Report all lines from the entries below in which "Creates" appears.

## [RECORDS FOR THIS EXERCISE]
__________________________________________________

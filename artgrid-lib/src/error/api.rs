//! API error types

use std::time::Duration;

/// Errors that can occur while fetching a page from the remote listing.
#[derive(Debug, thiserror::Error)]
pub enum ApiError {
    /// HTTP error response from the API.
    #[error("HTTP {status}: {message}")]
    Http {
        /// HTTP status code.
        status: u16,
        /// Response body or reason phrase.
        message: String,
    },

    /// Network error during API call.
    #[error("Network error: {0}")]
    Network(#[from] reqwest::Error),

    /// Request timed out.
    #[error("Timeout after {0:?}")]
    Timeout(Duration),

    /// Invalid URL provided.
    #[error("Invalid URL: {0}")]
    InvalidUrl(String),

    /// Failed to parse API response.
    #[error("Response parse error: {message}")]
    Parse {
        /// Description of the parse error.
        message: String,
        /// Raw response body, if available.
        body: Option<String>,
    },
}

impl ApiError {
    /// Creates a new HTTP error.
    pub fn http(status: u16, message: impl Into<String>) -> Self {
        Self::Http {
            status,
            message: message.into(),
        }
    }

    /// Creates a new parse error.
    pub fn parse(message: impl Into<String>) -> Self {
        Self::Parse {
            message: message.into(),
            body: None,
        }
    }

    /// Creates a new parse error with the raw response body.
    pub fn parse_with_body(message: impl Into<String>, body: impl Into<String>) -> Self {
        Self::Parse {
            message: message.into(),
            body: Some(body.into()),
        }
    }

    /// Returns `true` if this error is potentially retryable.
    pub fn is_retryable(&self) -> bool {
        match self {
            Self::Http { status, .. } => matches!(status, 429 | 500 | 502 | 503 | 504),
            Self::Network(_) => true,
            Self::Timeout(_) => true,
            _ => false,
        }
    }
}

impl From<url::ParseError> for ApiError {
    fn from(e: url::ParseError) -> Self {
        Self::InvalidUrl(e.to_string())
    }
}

__________________________________________________

## [SOLUTION]
    /// Creates a new HTTP error.
    /// Creates a new parse error.
    /// Creates a new parse error with the raw response body.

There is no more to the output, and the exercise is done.